━━ Exercise input

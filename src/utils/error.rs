//! Error types shared by every component of the hashtag feed.
//!
//! Validation errors (`InvalidTopic`, `PublishError::MissingSender`) are
//! raised before any transport call is attempted. Transport failures are
//! returned synchronously from the call that triggered them. They are only
//! swallowed during teardown and automatic resubscription, and logged there.

use thiserror::Error;

/// A hashtag that is empty once surrounding whitespace and a single leading
/// `#` are removed.
#[derive(Debug, Clone, PartialEq, Eq, Error)]
#[error("invalid hashtag {raw:?}: enter a hashtag like #Sports")]
pub struct InvalidTopic {
    /// The raw text as the user typed it.
    pub raw: String,
}

/// Failure to start a connection attempt.
///
/// Only failures detected before any network I/O surface here. Whether the
/// broker was actually reached is reported later through lifecycle events.
#[derive(Debug, Clone, PartialEq, Eq, Error)]
pub enum ConnectionError {
    #[error("invalid broker endpoint: {0}")]
    InvalidEndpoint(String),

    #[error("could not set up transport: {0}")]
    Setup(String),

    #[error("connection already started")]
    AlreadyStarted,

    #[error("session has been shut down")]
    Closed,
}

/// Failure of a single publish/subscribe/unsubscribe call.
#[derive(Debug, Clone, PartialEq, Eq, Error)]
pub enum TransportError {
    #[error("not connected to broker")]
    NotConnected,

    #[error("transport has been shut down")]
    Closed,

    #[error("transport rejected request: {0}")]
    Rejected(String),

    #[error("could not encode frame: {0}")]
    Encode(String),
}

impl From<rumqttc::ClientError> for TransportError {
    fn from(err: rumqttc::ClientError) -> Self {
        TransportError::Rejected(err.to_string())
    }
}

impl From<serde_json::Error> for TransportError {
    fn from(err: serde_json::Error) -> Self {
        TransportError::Encode(err.to_string())
    }
}

/// Errors returned by `PublishGateway::publish`.
#[derive(Debug, Clone, PartialEq, Eq, Error)]
pub enum PublishError {
    #[error("missing sender: enter a username")]
    MissingSender,

    #[error(transparent)]
    InvalidTopic(#[from] InvalidTopic),

    #[error("publish failed: {0}")]
    Transport(#[from] TransportError),
}

/// Errors returned by subscribe/unsubscribe requests.
#[derive(Debug, Clone, PartialEq, Eq, Error)]
pub enum SubscribeError {
    #[error(transparent)]
    InvalidTopic(#[from] InvalidTopic),

    #[error("subscription change failed: {0}")]
    Transport(#[from] TransportError),
}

━━━━

## What is required:
Restate the records from above exactly as they read.

## Completed task:
filename src/utils/error.rs
//! Error types shared by every component of the hashtag feed.
//!
//! Validation errors (`InvalidTopic`, `PublishError::MissingSender`) are
//! raised before any transport call is attempted. Transport failures are
//! returned synchronously from the call that triggered them. They are only
//! swallowed during teardown and automatic resubscription, and logged there.

use thiserror::Error;

/// A hashtag that is empty once surrounding whitespace and a single leading
/// `#` are removed.
#[derive(Debug, Clone, PartialEq, Eq, Error)]
#[error("invalid hashtag {raw:?}: enter a hashtag like #Sports")]
pub struct InvalidTopic {
    /// The raw text as the user typed it.
    pub raw: String,
}

/// Failure to start a connection attempt.
///
/// Only failures detected before any network I/O surface here. Whether the
/// broker was actually reached is reported later through lifecycle events.
#[derive(Debug, Clone, PartialEq, Eq, Error)]
pub enum ConnectionError {
    #[error("invalid broker endpoint: {0}")]
    InvalidEndpoint(String),

    #[error("could not set up transport: {0}")]
    Setup(String),

    #[error("connection already started")]
    AlreadyStarted,

    #[error("session has been shut down")]
    Closed,
}

/// Failure of a single publish/subscribe/unsubscribe call.
#[derive(Debug, Clone, PartialEq, Eq, Error)]
pub enum TransportError {
    #[error("not connected to broker")]
    NotConnected,

    #[error("transport has been shut down")]
    Closed,

    #[error("transport rejected request: {0}")]
    Rejected(String),

    #[error("could not encode frame: {0}")]
    Encode(String),
}

impl From<rumqttc::ClientError> for TransportError {
    fn from(err: rumqttc::ClientError) -> Self {
        TransportError::Rejected(err.to_string())
    }
}

impl From<serde_json::Error> for TransportError {
    fn from(err: serde_json::Error) -> Self {
        TransportError::Encode(err.to_string())
    }
}

/// Errors returned by `PublishGateway::publish`.
#[derive(Debug, Clone, PartialEq, Eq, Error)]
pub enum PublishError {
    #[error("missing sender: enter a username")]
    MissingSender,

    #[error(transparent)]
    InvalidTopic(#[from] InvalidTopic),

    #[error("publish failed: {0}")]
    Transport(#[from] TransportError),
}

/// Errors returned by subscribe/unsubscribe requests.
#[derive(Debug, Clone, PartialEq, Eq, Error)]
pub enum SubscribeError {
    #[error(transparent)]
    InvalidTopic(#[from] InvalidTopic),

    #[error("subscription change failed: {0}")]
    Transport(#[from] TransportError),
}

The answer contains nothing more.